WHAT TO PRODUCE: Give the line containing "served from the cache" again, exactly, along with all later lines of the entries, through the last one.

SUPPLIED INFORMATION:
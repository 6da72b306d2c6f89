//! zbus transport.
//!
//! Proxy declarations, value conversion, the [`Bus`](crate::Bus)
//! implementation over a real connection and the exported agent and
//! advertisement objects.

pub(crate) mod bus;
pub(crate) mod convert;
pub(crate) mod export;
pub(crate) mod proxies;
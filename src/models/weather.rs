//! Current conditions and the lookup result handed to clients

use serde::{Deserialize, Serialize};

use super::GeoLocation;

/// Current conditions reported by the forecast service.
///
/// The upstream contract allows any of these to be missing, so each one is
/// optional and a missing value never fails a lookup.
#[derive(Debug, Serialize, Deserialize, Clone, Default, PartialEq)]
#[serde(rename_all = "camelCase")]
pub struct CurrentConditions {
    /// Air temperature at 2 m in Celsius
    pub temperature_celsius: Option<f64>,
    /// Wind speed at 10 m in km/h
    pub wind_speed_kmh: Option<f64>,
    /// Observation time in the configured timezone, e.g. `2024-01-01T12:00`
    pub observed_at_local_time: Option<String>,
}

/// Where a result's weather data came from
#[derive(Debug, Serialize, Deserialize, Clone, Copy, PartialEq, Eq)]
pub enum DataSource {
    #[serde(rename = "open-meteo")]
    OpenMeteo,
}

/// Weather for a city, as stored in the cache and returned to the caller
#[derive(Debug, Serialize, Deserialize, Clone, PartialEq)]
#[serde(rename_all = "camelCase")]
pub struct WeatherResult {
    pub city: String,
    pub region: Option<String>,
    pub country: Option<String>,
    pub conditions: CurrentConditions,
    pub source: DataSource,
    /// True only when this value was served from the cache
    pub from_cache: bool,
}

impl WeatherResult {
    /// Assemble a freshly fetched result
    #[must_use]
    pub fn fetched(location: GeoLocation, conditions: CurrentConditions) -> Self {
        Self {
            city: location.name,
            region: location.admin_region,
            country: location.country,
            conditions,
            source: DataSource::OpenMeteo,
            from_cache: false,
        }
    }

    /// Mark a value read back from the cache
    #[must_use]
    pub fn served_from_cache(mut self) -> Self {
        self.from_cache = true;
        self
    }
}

EXERCISE RESPONSE:
    /// True only when this value was served from the cache
    pub from_cache: bool,
}

impl WeatherResult {
    /// Assemble a freshly fetched result
    #[must_use]
    pub fn fetched(location: GeoLocation, conditions: CurrentConditions) -> Self {
        Self {
            city: location.name,
            region: location.admin_region,
            country: location.country,
            conditions,
            source: DataSource::OpenMeteo,
            from_cache: false,
        }
    }

    /// Mark a value read back from the cache
    #[must_use]
    pub fn served_from_cache(mut self) -> Self {
        self.from_cache = true;
        self
    }
}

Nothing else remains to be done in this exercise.